Trashing an album like this is not easy, mainly because of how insanely easy it is. That Wayne Coyne, amidst accusations of cultural appropriation, unchecked egomania, and sad self-parody, would record an acid-damaged track-for-track cover of fucking Sgt. Pepper’s with Miley Cyrus reveals either a profound lack of self-awareness or an eager attempt to destroy his band’s legacy. It sounds like a joke your skeptical friend might have made about the band when you tried to get him to just hear The Soft Bulletin. As a long-time Lips defender and fan, I found the move exciting in its sheer audacity, and went into my first listen of the album with much hope. I’ve always been secretly kind of psyched about the Wayne-Miley friendship, and figured that the ballsiness of the project would warrant its existence. And it’s never fun to hate on something this ridiculous.

But when I first listened to With A Little Help From My Fwends, I felt betrayed. On first listen, the thing is nearly unlistenable. If the original is a touchstone of acid-influenced psychedelic music, Fwends is psych rock from the depths of a k-hole – fumbled rhythms, extreme and ugly in-the-red aesthetics, rambling drones, and sonics that place every instrument and voice behind a thick wall of fuzz and stoned reverb. The opening track – the title track of the original album – is an utter butchering of the song, replete with nonsensical key changes, muttered vocals, and an incongruous and completely random fuzz solo by Dinosaur Jr.’s J. Mascis. The sheer amount of inexplicable decisions made in these covers is incalculable. How to explain the hardcore punk drums and screeched vocals on “With A Little Help from My Friends?” Or the decision to have the Cool Kids’ Chuck Inglish mutter his way through “Getting Better,” the members of Dr. Dog backing him up like a deranged barbershop quartet? The sheer strangeness of this album means that by the time Foxygen and MGMT’s Ben Goldwasser turn the “Sgt. Pepper” reprise, 1 minute on the original album, into a 5 minute freak-funk jam, it seems like a conservative cover. I felt provoked by this unwieldy record, and even texted a friend in a fit of rage that I was finally pushed over the edge by Wayne Coyne’s attention-starved tactics.

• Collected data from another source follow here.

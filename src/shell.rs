// SPDX: CC0-1.0

use crate::{eval::Program, lex::SubStr};
use anyhow::Context;
use core::fmt;
use std::{
    io::{self, stdin, BufRead, Write},
    sync::Arc,
};

#[derive(Clone, Copy, Debug, PartialEq, Eq)]
pub enum Command {
    Help,
    Quit,
    Mode,
    SetExpr,
    PrintProg,
    Plot,
    SetDomain,
    SetWin,
    SetCanvas,
}

impl Command {
    pub const fn exhaustive() -> &'static [Command] {
        &[
            Self::Help,
            Self::Quit,
            Self::Mode,
            Self::SetExpr,
            Self::Plot,
            Self::SetDomain,
            Self::SetWin,
            Self::SetCanvas,
            Self::PrintProg,
        ]
    }

    pub const fn help(&self) -> &'static str {
        match self {
            Self::Help => "display help for each command",
            Self::Quit => "quit the shell",
            Self::Mode => "switch between calculator and graph mode",
            Self::SetExpr => "set function to graph",
            Self::PrintProg => "print program compiled from the function (for debugging)",
            Self::Plot => "sample the function and write the graph to a file",
            Self::SetDomain => "set the range and step at which the function is sampled",
            Self::SetWin => "set the visible region of the graph",
            Self::SetCanvas => "set the size of the graph in pixels",
        }
    }

    pub const fn name(&self) -> &'static str {
        match self {
            Self::Help => "help",
            Self::Quit => "quit",
            Self::Mode => "mode",
            Self::SetExpr => "set",
            Self::PrintProg => "prog",
            Self::Plot => "plot",
            Self::SetDomain => "domain",
            Self::SetWin => "window",
            Self::SetCanvas => "canvas",
        }
    }
}

impl core::str::FromStr for Command {
    type Err = ();
    fn from_str(s: &str) -> Result<Self, Self::Err> {
        Self::exhaustive()
            .iter()
            .find(|c| s == c.name())
            .copied()
            .ok_or(())
    }
}

/// Picks the candidate most similar to `text`, if any is similar enough to
/// be worth mentioning.
pub fn suggest<'a, I>(text: &str, candidates: I) -> Option<&'a str>
where
    I: IntoIterator<Item = &'a str>,
{
    let text = text.to_ascii_lowercase();
    candidates
        .into_iter()
        .map(|cand| {
            (
                strsim::normalized_damerau_levenshtein(&text, &cand.to_ascii_lowercase()),
                cand,
            )
        })
        .reduce(|acc, elem| if elem.0 > acc.0 { elem } else { acc })
        .filter(|(sim, _)| *sim > 0.3)
        .map(|(_, cand)| cand)
}

pub fn input<W: Write>(out: W, prompt: impl fmt::Display) -> anyhow::Result<String> {
    fn inner<W: Write>(mut out: W, prompt: impl fmt::Display) -> io::Result<String> {
        write!(out, "{prompt}")?;
        out.flush()?;
        let mut stdin = stdin().lock();
        let mut s = String::new();
        stdin.read_line(&mut s)?;
        Ok(s.trim().to_string())
    }

    let s = inner(out, prompt).context("read from standard input failed")?;
    Ok(s)
}

pub fn read_fromstr<W: Write, T: core::str::FromStr>(
    mut out: W,
    prompt: impl fmt::Display,
    ignore_empty: bool,
) -> anyhow::Result<Result<Option<T>, <T as core::str::FromStr>::Err>>
where
    <T as core::str::FromStr>::Err: fmt::Display,
{
    let input = Arc::new(input(&mut out, prompt)?);
    if ignore_empty && input.is_empty() {
        return Ok(Ok(None));
    }
    match input.parse::<T>() {
        Ok(new) => Ok(Ok(Some(new))),
        Err(err) => {
            writeln!(out)?;
            underline(&mut out, &SubStr::all(input))?;
            writeln!(out, "parse error: {err}")?;
            Ok(Err(err))
        }
    }
}

pub fn underline<W: Write>(mut out: W, span: &SubStr) -> io::Result<()> {
    let src = span.src();
    let col = src[..span.start()].chars().count();
    let width = span.get().chars().count().max(1);
    writeln!(out, "{src}")?;
    writeln!(out, "{}{}", " ".repeat(col), "^".repeat(width))?;
    Ok(())
}

pub fn dump_program<W: Write>(
    mut out: W,
    prog: &Program,
    title: core::fmt::Arguments,
) -> io::Result<()> {
    writeln!(out, "{title}: ")?;
    if prog.is_empty() {
        writeln!(out, "  (empty)")?;
    }
    for op in prog.ops() {
        writeln!(out, "  {op}")?;
    }
    Ok(())
}

pub fn expr_undefined<W: Write>(mut out: W) -> io::Result<()> {
    writeln!(out, "error: no function is defined, try \"set\"")
}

But in subsequent listens, I found my rage turn into fascination and even guilty-pleasure love for this record. It’s excessive and repulsively self-indulgent, and not everything works (“Being For the Benefit of Mr. Kite!,” which Maynard James Keenan of Tool turns into something out of Invader Zim, is particularly rough), but a nice pair of headphones and a generous attitude go a long way toward enjoying this record. Turning pop music’s most universally well-regarded album into a debauched freak-out really does breathe some life into a work that many regard as scripture, the aural equivalent of taking a box of crayons to Picasso’s Guernica. It doesn’t make it better, but it’s a fun piss-take done with equal parts reverence and well-spirited mockery. Once it’s understood as an act of fuckery by a band with nothing to lose, one can note the blasphemous aural jokes buried within the layers of synthesizers and distortion. The famous, climactic C-chord of “A Day in the Life” that completes the album is ousted completely. The sitars that proved so crucial to the original “Within You Without You” are replaced with shrieking feedback. The opening lyric of “Friends” – “What would you do if I sang out of tune?” – is Auto-tuned, for God’s sake. This is the kind of cover that actively challenges and comments on the material, which is so much more interesting and inflammatory than a conservative, by-the-numbers tribute.

In a music landscape that has canonized the beloved Beatles beyond reproach, the Lips’ aggressive distorted weirdness feels like a thrillingly subversive bit of throwaway fun. It’s not going to replace Yoshimi Battles the Pink Robots in your collection (or the original Sgt. Pepper’s, for that matter), but as a lark whose sales go to charity it’s a worthwhile excursion from these weirdos. Now let’s just hope Wayne and co. pull it together and record another record on par with Embryonic before we get next year’s inevitable Pet Sounds desecration.